[Collected data entries]
········

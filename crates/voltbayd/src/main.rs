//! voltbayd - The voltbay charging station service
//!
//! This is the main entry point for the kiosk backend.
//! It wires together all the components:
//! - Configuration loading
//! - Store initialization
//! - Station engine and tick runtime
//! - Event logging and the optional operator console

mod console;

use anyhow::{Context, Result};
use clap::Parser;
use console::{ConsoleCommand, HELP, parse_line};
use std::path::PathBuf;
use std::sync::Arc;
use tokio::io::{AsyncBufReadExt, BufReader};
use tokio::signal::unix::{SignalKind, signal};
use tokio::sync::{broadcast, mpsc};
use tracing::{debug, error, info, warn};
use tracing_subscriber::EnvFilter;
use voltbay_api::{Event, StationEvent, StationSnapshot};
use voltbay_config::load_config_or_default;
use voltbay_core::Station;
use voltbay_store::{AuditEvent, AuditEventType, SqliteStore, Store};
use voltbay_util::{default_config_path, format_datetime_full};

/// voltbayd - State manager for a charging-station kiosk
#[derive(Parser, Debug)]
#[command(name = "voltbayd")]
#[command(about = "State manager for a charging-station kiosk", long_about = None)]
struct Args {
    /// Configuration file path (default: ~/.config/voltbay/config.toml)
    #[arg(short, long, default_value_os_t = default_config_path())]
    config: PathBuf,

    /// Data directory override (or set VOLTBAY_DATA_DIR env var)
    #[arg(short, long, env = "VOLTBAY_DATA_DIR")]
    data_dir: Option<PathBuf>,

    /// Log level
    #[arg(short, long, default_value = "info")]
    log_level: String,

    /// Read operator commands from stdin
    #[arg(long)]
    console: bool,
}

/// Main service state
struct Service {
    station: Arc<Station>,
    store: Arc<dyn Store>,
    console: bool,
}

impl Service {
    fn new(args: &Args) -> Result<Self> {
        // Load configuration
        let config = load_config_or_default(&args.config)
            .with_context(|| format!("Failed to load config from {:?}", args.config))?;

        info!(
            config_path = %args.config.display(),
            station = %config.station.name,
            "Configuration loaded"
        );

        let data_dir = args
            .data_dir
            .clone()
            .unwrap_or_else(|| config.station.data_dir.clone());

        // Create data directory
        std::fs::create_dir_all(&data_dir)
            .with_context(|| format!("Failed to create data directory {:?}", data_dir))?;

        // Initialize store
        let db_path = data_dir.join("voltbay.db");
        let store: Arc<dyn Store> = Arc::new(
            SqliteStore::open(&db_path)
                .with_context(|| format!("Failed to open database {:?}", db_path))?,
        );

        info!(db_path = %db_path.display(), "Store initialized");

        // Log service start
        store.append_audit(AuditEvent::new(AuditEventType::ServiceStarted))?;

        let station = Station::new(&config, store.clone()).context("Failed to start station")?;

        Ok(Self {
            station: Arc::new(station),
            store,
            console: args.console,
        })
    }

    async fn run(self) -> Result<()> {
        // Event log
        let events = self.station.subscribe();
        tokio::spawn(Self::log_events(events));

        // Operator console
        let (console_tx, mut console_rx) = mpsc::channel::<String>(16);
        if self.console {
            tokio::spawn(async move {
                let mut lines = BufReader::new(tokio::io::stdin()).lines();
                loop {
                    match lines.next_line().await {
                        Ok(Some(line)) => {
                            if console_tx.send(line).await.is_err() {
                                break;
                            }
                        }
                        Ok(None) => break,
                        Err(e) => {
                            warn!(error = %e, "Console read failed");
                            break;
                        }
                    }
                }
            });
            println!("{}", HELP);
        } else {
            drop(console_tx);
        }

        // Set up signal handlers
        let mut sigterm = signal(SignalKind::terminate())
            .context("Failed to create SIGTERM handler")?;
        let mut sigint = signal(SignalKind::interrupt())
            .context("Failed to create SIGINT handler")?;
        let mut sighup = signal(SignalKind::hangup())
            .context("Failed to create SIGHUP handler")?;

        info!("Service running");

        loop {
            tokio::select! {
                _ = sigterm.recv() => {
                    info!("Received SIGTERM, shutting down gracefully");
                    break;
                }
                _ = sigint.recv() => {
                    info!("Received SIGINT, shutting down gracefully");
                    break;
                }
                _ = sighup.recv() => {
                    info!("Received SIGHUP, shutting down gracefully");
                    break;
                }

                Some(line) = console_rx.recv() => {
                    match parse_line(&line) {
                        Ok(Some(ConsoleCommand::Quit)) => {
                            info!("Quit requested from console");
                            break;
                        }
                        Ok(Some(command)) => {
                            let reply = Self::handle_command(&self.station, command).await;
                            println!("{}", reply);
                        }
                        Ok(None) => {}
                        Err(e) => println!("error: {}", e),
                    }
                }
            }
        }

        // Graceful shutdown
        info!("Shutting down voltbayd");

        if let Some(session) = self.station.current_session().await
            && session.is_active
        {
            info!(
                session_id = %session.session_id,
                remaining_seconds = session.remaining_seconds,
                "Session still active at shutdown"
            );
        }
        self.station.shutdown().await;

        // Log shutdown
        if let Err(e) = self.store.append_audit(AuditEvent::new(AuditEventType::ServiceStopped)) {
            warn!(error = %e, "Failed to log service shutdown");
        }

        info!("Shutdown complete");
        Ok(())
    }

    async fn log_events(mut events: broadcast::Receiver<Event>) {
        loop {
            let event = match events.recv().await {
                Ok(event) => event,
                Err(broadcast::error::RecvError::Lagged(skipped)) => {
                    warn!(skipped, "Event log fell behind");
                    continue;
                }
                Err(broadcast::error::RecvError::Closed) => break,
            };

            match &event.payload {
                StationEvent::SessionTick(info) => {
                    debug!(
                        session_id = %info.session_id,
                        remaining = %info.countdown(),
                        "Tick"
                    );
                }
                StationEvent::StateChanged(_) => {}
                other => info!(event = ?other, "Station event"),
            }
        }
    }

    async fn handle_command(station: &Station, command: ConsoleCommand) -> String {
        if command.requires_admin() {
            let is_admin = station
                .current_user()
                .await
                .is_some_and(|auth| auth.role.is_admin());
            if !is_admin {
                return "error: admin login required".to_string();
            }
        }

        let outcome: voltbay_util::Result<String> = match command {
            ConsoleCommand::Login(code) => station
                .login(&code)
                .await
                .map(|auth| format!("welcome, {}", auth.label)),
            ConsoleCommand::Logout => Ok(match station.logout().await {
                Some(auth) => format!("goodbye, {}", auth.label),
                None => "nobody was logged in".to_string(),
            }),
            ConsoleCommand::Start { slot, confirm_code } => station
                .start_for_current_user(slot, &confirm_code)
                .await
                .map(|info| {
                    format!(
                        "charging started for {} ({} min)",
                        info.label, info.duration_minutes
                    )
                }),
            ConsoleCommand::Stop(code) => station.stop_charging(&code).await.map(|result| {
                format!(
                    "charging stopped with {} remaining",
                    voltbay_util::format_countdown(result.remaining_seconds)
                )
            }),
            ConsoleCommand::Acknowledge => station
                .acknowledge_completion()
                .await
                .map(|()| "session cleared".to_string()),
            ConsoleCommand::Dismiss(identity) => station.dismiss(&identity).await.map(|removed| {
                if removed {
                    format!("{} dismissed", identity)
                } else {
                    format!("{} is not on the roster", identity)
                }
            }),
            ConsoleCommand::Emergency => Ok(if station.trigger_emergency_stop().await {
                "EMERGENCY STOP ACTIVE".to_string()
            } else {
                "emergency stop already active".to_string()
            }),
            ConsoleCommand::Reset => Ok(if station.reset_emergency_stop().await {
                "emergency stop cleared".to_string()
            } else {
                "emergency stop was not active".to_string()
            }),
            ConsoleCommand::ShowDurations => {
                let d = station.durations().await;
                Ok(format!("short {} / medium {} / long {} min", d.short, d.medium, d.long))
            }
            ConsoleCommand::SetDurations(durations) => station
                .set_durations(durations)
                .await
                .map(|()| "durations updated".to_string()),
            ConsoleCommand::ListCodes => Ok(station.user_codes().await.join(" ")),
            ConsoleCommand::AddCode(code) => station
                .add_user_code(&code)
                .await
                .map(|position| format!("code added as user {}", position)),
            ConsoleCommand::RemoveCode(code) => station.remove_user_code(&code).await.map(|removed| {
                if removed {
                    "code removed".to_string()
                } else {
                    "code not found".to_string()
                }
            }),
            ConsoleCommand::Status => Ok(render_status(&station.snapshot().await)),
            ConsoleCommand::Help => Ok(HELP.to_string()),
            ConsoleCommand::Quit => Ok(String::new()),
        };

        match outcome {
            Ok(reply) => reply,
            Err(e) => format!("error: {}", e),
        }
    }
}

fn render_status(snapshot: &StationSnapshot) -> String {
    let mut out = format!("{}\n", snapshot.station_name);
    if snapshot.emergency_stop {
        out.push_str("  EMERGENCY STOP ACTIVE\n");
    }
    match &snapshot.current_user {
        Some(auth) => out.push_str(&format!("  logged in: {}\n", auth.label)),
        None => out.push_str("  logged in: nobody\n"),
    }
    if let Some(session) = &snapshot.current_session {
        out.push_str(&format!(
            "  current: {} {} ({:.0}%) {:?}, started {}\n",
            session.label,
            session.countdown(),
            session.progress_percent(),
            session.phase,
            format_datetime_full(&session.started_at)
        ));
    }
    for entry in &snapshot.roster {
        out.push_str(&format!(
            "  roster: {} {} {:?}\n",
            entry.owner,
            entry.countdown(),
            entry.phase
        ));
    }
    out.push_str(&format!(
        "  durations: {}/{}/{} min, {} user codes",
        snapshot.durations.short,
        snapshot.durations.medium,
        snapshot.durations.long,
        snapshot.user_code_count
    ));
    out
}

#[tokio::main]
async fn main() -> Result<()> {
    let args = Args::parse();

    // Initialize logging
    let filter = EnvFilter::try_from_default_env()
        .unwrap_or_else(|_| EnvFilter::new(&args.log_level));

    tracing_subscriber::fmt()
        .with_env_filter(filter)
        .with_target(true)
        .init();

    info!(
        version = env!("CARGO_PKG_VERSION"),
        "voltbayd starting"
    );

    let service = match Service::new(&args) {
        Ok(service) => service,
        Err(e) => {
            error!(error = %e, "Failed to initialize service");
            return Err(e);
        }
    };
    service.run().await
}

········

#### TASK PROMPT
From the entries above, return each line with the word "short" in it.

#### RESULT BELOW
    #[arg(short, long, default_value_os_t = default_config_path())]
    #[arg(short, long, env = "VOLTBAY_DATA_DIR")]
    #[arg(short, long, default_value = "info")]
                Ok(format!("short {} / medium {} / long {} min", d.short, d.medium, d.long))
        snapshot.durations.short,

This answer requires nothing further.